The bundled database is a static snapshot. Use the four-step pipeline to pull fresh data from live community servers.

### Full pipeline at a glance

```python
from pathlib import Path
from aicortex.tools import (
    find_valid_endpoints,   # Step 1 — ping known IPs
    fetch_models,           # Step 2 — pull model lists
    resolve_models,         # Step 3 — merge with IP metadata
    apply_valid_models,     # Step 4 — write family JSONs
)

json_dir = Path("aicortex/models")

# Step 1 — check which ip_port entries in the JSON files are actually alive
valid_urls = find_valid_endpoints(json_dir)
print(f"Live endpoints: {len(valid_urls)}")

url_file = Path("valid.txt")
url_file.write_text("\n".join(valid_urls))

# Step 2 — fetch the model list from each live endpoint
fetch_models(url_file, Path("fetched.json"))

# Step 3 — merge fetched data with existing IP/perf metadata
resolve_models(Path("fetched.json"), json_dir, Path("resolved.json"))

# Step 4 — group by family and write updated JSON files (with backup)
apply_valid_models(Path("resolved.json"), json_dir, backup=True)
```

For full documentation on each step, see [🔧 Tools](tools.md).

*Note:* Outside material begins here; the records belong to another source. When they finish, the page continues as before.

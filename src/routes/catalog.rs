use axum::{Json, Router, extract::State, routing::get};

use crate::{
    dto::catalog::{CatalogSearchQuery, CatalogSearchResponse},
    error::{AppError, ErrorBody},
    routes::extract::AppQuery,
    services::catalog_service,
    state::SharedState,
};

pub fn router() -> Router<SharedState> {
    Router::new().route("/catalog/search", get(search))
}

/// Search tracks in the music catalog (at most ten results).
#[utoipa::path(
    get,
    path = "/api/catalog/search",
    tag = "catalog",
    params(CatalogSearchQuery),
    responses(
        (status = 200, description = "Matching tracks", body = CatalogSearchResponse),
        (status = 400, description = "Missing query", body = ErrorBody),
        (status = 503, description = "Catalog unavailable", body = ErrorBody)
    )
)]
pub async fn search(
    State(state): State<SharedState>,
    AppQuery(query): AppQuery<CatalogSearchQuery>,
) -> Result<Json<CatalogSearchResponse>, AppError> {
    let response = catalog_service::search(&state, query).await?;
    Ok(Json(response))
}
use serde::Serialize;
use utoipa::ToSchema;
use uuid::Uuid;

use crate::dto::party::{ParticipantSummary, PartySummary, ScoredSong, SongSummary};

/// Full snapshot sent once to a connection right after it joins a room.
#[derive(Debug, Serialize, ToSchema)]
pub struct PartyStateEvent {
    pub party: PartySummary,
}

#[derive(Debug, Serialize, ToSchema)]
pub struct ParticipantJoinedEvent {
    pub participant: ParticipantSummary,
}

#[derive(Debug, Serialize, ToSchema)]
#[serde(rename_all = "camelCase")]
pub struct ParticipantLeftEvent {
    pub participant_id: Uuid,
}

/// Whole queue ordered by position.
#[derive(Debug, Serialize, ToSchema)]
pub struct QueueUpdatedEvent {
    pub songs: Vec<SongSummary>,
}

#[derive(Debug, Serialize, ToSchema)]
#[serde(rename_all = "camelCase")]
pub struct SongPlayingEvent {
    pub song: SongSummary,
    /// Epoch milliseconds; the host schedules the next advance from it.
    pub started_at: u64,
}

/// Final standings.
#[derive(Debug, Serialize, ToSchema)]
pub struct PartyEndedEvent {
    pub songs: Vec<ScoredSong>,
}

/// Sent to a single connection when its frame cannot be honoured.
#[derive(Debug, Serialize, ToSchema)]
pub struct ErrorEvent {
    pub message: String,
}
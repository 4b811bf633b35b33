//! Process-local [`PartyStore`] used when no database is configured and by the test suites.

use std::{
    collections::{HashMap, HashSet},
    sync::Arc,
};

use futures::future::BoxFuture;
use indexmap::IndexMap;
use tokio::sync::RwLock;
use uuid::Uuid;

use crate::dao::{
    models::{ParticipantEntity, PartyEntity, SongEntity, VoteEntity},
    party_store::PartyStore,
    storage::{StorageError, StorageResult},
};

/// In-memory store keeping each party together with everything it owns.
#[derive(Clone, Default)]
pub struct MemoryPartyStore {
    inner: Arc<RwLock<MemoryInner>>,
}

#[derive(Default)]
struct MemoryInner {
    parties: HashMap<Uuid, PartyRecord>,
    codes: HashMap<String, Uuid>,
    participant_index: HashMap<Uuid, Uuid>,
    song_index: HashMap<Uuid, Uuid>,
}

/// A party and the children whose lifetime it bounds.
struct PartyRecord {
    party: PartyEntity,
    participants: IndexMap<Uuid, ParticipantEntity>,
    songs: IndexMap<Uuid, SongEntity>,
    positions: HashSet<u32>,
    votes: HashMap<(Uuid, Uuid), VoteEntity>,
}

impl MemoryPartyStore {
    /// Create an empty store.
    pub fn new() -> Self {
        Self::default()
    }
}

impl MemoryInner {
    fn record_mut(&mut self, party_id: Uuid) -> StorageResult<&mut PartyRecord> {
        self.parties
            .get_mut(&party_id)
            .ok_or_else(|| StorageError::integrity(format!("party `{party_id}` does not exist")))
    }
}

impl PartyStore for MemoryPartyStore {
    fn insert_party(
        &self,
        party: PartyEntity,
        host: ParticipantEntity,
    ) -> BoxFuture<'static, StorageResult<()>> {
        let inner = self.inner.clone();
        Box::pin(async move {
            let mut guard = inner.write().await;
            if guard.codes.contains_key(&party.code) {
                return Err(StorageError::integrity(format!(
                    "party code `{}` already taken",
                    party.code
                )));
            }
            if host.party_id != party.id {
                return Err(StorageError::integrity(
                    "host participant belongs to another party",
                ));
            }

            guard.codes.insert(party.code.clone(), party.id);
            guard.participant_index.insert(host.id, party.id);
            let mut participants = IndexMap::new();
            participants.insert(host.id, host);
            guard.parties.insert(
                party.id,
                PartyRecord {
                    party,
                    participants,
                    songs: IndexMap::new(),
                    positions: HashSet::new(),
                    votes: HashMap::new(),
                },
            );
            Ok(())
        })
    }

    fn update_party(&self, party: PartyEntity) -> BoxFuture<'static, StorageResult<()>> {
        let inner = self.inner.clone();
        Box::pin(async move {
            let mut guard = inner.write().await;
            let record = guard.record_mut(party.id)?;
            if record.party.code != party.code {
                return Err(StorageError::integrity("party code is immutable"));
            }
            record.party = party;
            Ok(())
        })
    }

    fn start_song(
        &self,
        party: PartyEntity,
        song: SongEntity,
    ) -> BoxFuture<'static, StorageResult<()>> {
        let inner = self.inner.clone();
        Box::pin(async move {
            let mut guard = inner.write().await;
            if song.party_id != party.id {
                return Err(StorageError::integrity(format!(
                    "song `{}` belongs to another party",
                    song.id
                )));
            }
            let record = guard.record_mut(party.id)?;
            if record.party.code != party.code {
                return Err(StorageError::integrity("party code is immutable"));
            }
            let Some(existing) = record.songs.get_mut(&song.id) else {
                return Err(StorageError::integrity(format!(
                    "song `{}` does not exist",
                    song.id
                )));
            };
            if existing.queue_position != song.queue_position {
                return Err(StorageError::integrity("queue positions are never renumbered"));
            }

            *existing = song;
            record.party = party;
            Ok(())
        })
    }

    fn find_party(&self, id: Uuid) -> BoxFuture<'static, StorageResult<Option<PartyEntity>>> {
        let inner = self.inner.clone();
        Box::pin(async move {
            Ok(inner
                .read()
                .await
                .parties
                .get(&id)
                .map(|record| record.party.clone()))
        })
    }

    fn find_party_by_code(
        &self,
        code: String,
    ) -> BoxFuture<'static, StorageResult<Option<PartyEntity>>> {
        let inner = self.inner.clone();
        Box::pin(async move {
            let guard = inner.read().await;
            Ok(guard
                .codes
                .get(&code)
                .and_then(|id| guard.parties.get(id))
                .map(|record| record.party.clone()))
        })
    }

    fn party_code_exists(&self, code: String) -> BoxFuture<'static, StorageResult<bool>> {
        let inner = self.inner.clone();
        Box::pin(async move { Ok(inner.read().await.codes.contains_key(&code)) })
    }

    fn insert_participant(
        &self,
        participant: ParticipantEntity,
    ) -> BoxFuture<'static, StorageResult<()>> {
        let inner = self.inner.clone();
        Box::pin(async move {
            let mut guard = inner.write().await;
            let party_id = participant.party_id;
            let participant_id = participant.id;
            let record = guard.record_mut(party_id)?;
            if record.participants.contains_key(&participant_id) {
                return Err(StorageError::integrity(format!(
                    "participant `{participant_id}` already exists"
                )));
            }
            record.participants.insert(participant_id, participant);
            guard.participant_index.insert(participant_id, party_id);
            Ok(())
        })
    }

    fn find_participant(
        &self,
        id: Uuid,
    ) -> BoxFuture<'static, StorageResult<Option<ParticipantEntity>>> {
        let inner = self.inner.clone();
        Box::pin(async move {
            let guard = inner.read().await;
            Ok(guard
                .participant_index
                .get(&id)
                .and_then(|party_id| guard.parties.get(party_id))
                .and_then(|record| record.participants.get(&id))
                .cloned())
        })
    }

    fn list_participants(
        &self,
        party_id: Uuid,
    ) -> BoxFuture<'static, StorageResult<Vec<ParticipantEntity>>> {
        let inner = self.inner.clone();
        Box::pin(async move {
            let guard = inner.read().await;
            Ok(guard
                .parties
                .get(&party_id)
                .map(|record| record.participants.values().cloned().collect())
                .unwrap_or_default())
        })
    }

    fn insert_song(&self, song: SongEntity) -> BoxFuture<'static, StorageResult<()>> {
        let inner = self.inner.clone();
        Box::pin(async move {
            let mut guard = inner.write().await;
            let party_id = song.party_id;
            let song_id = song.id;
            let record = guard.record_mut(party_id)?;
            if !record.positions.insert(song.queue_position) {
                return Err(StorageError::integrity(format!(
                    "queue position {} already used in party `{party_id}`",
                    song.queue_position
                )));
            }
            record.songs.insert(song_id, song);
            guard.song_index.insert(song_id, party_id);
            Ok(())
        })
    }

    fn find_song(&self, id: Uuid) -> BoxFuture<'static, StorageResult<Option<SongEntity>>> {
        let inner = self.inner.clone();
        Box::pin(async move {
            let guard = inner.read().await;
            Ok(guard
                .song_index
                .get(&id)
                .and_then(|party_id| guard.parties.get(party_id))
                .and_then(|record| record.songs.get(&id))
                .cloned())
        })
    }

    fn list_songs(&self, party_id: Uuid) -> BoxFuture<'static, StorageResult<Vec<SongEntity>>> {
        let inner = self.inner.clone();
        Box::pin(async move {
            let guard = inner.read().await;
            let mut songs: Vec<SongEntity> = guard
                .parties
                .get(&party_id)
                .map(|record| record.songs.values().cloned().collect())
                .unwrap_or_default();
            songs.sort_by_key(|song| song.queue_position);
            Ok(songs)
        })
    }

    fn upsert_vote(&self, vote: VoteEntity) -> BoxFuture<'static, StorageResult<VoteEntity>> {
        let inner = self.inner.clone();
        Box::pin(async move {
            let mut guard = inner.write().await;
            let record = guard.record_mut(vote.party_id)?;
            if !record.songs.contains_key(&vote.song_id) {
                return Err(StorageError::integrity(format!(
                    "song `{}` does not belong to party `{}`",
                    vote.song_id, vote.party_id
                )));
            }
            record
                .votes
                .insert((vote.song_id, vote.participant_id), vote.clone());
            Ok(vote)
        })
    }

    fn list_votes(&self, party_id: Uuid) -> BoxFuture<'static, StorageResult<Vec<VoteEntity>>> {
        let inner = self.inner.clone();
        Box::pin(async move {
            let guard = inner.read().await;
            Ok(guard
                .parties
                .get(&party_id)
                .map(|record| record.votes.values().cloned().collect())
                .unwrap_or_default())
        })
    }

    fn health_check(&self) -> BoxFuture<'static, StorageResult<()>> {
        Box::pin(async { Ok(()) })
    }

    fn try_reconnect(&self) -> BoxFuture<'static, StorageResult<()>> {
        Box::pin(async { Ok(()) })
    }
}

#[cfg(test)]
mod tests {
    use std::time::SystemTime;

    use super::*;
    use crate::dao::models::PartyStatusEntity;

    fn party(code: &str) -> (PartyEntity, ParticipantEntity) {
        let now = SystemTime::now();
        let party = PartyEntity {
            id: Uuid::new_v4(),
            code: code.to_string(),
            name: "Friday".into(),
            status: PartyStatusEntity::Waiting,
            max_songs: None,
            songs_per_person: None,
            max_participants: None,
            current_song_id: None,
            version: 0,
            created_at: now,
            updated_at: now,
        };
        let host = ParticipantEntity {
            id: Uuid::new_v4(),
            party_id: party.id,
            display_name: "Host".into(),
            is_host: true,
            is_spectator: false,
            joined_at: now,
        };
        (party, host)
    }

    fn song(party_id: Uuid, added_by_id: Uuid, queue_position: u32) -> SongEntity {
        SongEntity {
            id: Uuid::new_v4(),
            party_id,
            catalog_id: format!("track-{queue_position}"),
            title: "Title".into(),
            artist: "Artist".into(),
            artwork_url: String::new(),
            preview_url: None,
            duration_ms: 180_000,
            added_by_id,
            queue_position,
            played_at: None,
            created_at: SystemTime::now(),
        }
    }

    #[tokio::test]
    async fn duplicate_codes_are_rejected() {
        let store = MemoryPartyStore::new();
        let (first, first_host) = party("ABC123");
        let (second, second_host) = party("ABC123");

        store.insert_party(first, first_host).await.unwrap();
        assert!(store.party_code_exists("ABC123".into()).await.unwrap());
        assert!(store.insert_party(second, second_host).await.is_err());
    }

    #[tokio::test]
    async fn songs_are_listed_by_queue_position_and_positions_are_unique() {
        let store = MemoryPartyStore::new();
        let (party, host) = party("QUEUE1");
        let (party_id, host_id) = (party.id, host.id);
        store.insert_party(party, host).await.unwrap();

        store.insert_song(song(party_id, host_id, 1)).await.unwrap();
        store.insert_song(song(party_id, host_id, 0)).await.unwrap();
        assert!(store.insert_song(song(party_id, host_id, 1)).await.is_err());

        let positions: Vec<u32> = store
            .list_songs(party_id)
            .await
            .unwrap()
            .into_iter()
            .map(|song| song.queue_position)
            .collect();
        assert_eq!(positions, vec![0, 1]);
    }

    #[tokio::test]
    async fn rejected_song_start_leaves_the_party_untouched() {
        let store = MemoryPartyStore::new();
        let (party, host) = party("START1");
        let (party_id, host_id) = (party.id, host.id);
        store.insert_party(party.clone(), host).await.unwrap();

        let mut active = party.clone();
        active.status = PartyStatusEntity::Active;
        active.version = 1;
        let missing = song(party_id, host_id, 0);
        active.current_song_id = Some(missing.id);

        assert!(store.start_song(active, missing).await.is_err());
        assert_eq!(store.find_party(party_id).await.unwrap(), Some(party));
    }

    #[tokio::test]
    async fn song_start_writes_party_and_song_together() {
        let store = MemoryPartyStore::new();
        let (party, host) = party("START2");
        let (party_id, host_id) = (party.id, host.id);
        store.insert_party(party.clone(), host).await.unwrap();
        let mut queued = song(party_id, host_id, 0);
        store.insert_song(queued.clone()).await.unwrap();

        let mut active = party;
        active.status = PartyStatusEntity::Active;
        active.current_song_id = Some(queued.id);
        active.version = 1;
        queued.played_at = Some(SystemTime::now());
        store.start_song(active.clone(), queued.clone()).await.unwrap();

        assert_eq!(store.find_party(party_id).await.unwrap(), Some(active));
        assert_eq!(store.find_song(queued.id).await.unwrap(), Some(queued));
    }

    #[tokio::test]
    async fn votes_are_upserted_per_song_and_participant() {
        let store = MemoryPartyStore::new();
        let (party, host) = party("VOTES1");
        let (party_id, host_id) = (party.id, host.id);
        store.insert_party(party, host).await.unwrap();
        let queued = song(party_id, host_id, 0);
        let song_id = queued.id;
        store.insert_song(queued).await.unwrap();

        for value in [1, -1] {
            store
                .upsert_vote(VoteEntity {
                    party_id,
                    song_id,
                    participant_id: host_id,
                    value,
                    updated_at: SystemTime::now(),
                })
                .await
                .unwrap();
        }

        let votes = store.list_votes(party_id).await.unwrap();
        assert_eq!(votes.len(), 1);
        assert_eq!(votes[0].value, -1);
    }
}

## ⚡ Performance & Selection Guide

### Parameter count vs. speed

| Size class | Range | Best for |
|---|---|---|
| Small | 1B – 3B | Fast Q&A, simple code, edge hardware |
| Medium | 7B – 13B | Best quality-to-speed balance |
| Large | 30B – 70B | Complex reasoning; needs capable server |

### Quantization guide

| Level | Quality | Size | Notes |
|---|---|---|---|
| `Q4_K_M` | Good | Small | Default on most community servers |
| `Q5_K_M` | Better | Moderate | Recommended if server allows |
| `Q8_0` | High | Large | Near-lossless compression |
| `F16` | Full precision | Very large | Maximum accuracy |

## 🛠️ Troubleshooting

### Model not found

```python
from aicortex import models

available = models()
query = "llama3"
suggestions = [m for m in available if query in m]
print(f"Did you mean: {suggestions}")
```

### Server connection failure

```python
from aicortex import get_server_info

try:
    info = get_server_info("llama3.2:3b")
    print(f"✅ Server OK: {info['ip_port']}")
except Exception as e:
    print(f"❌ No working server found: {e}")
    print("Try a different model or run the refresh pipeline.")
```

### Slow responses or stale data

The bundled JSON is a static snapshot. If you're hitting slow or unresponsive servers, run the refresh pipeline to rebuild the database from currently live endpoints.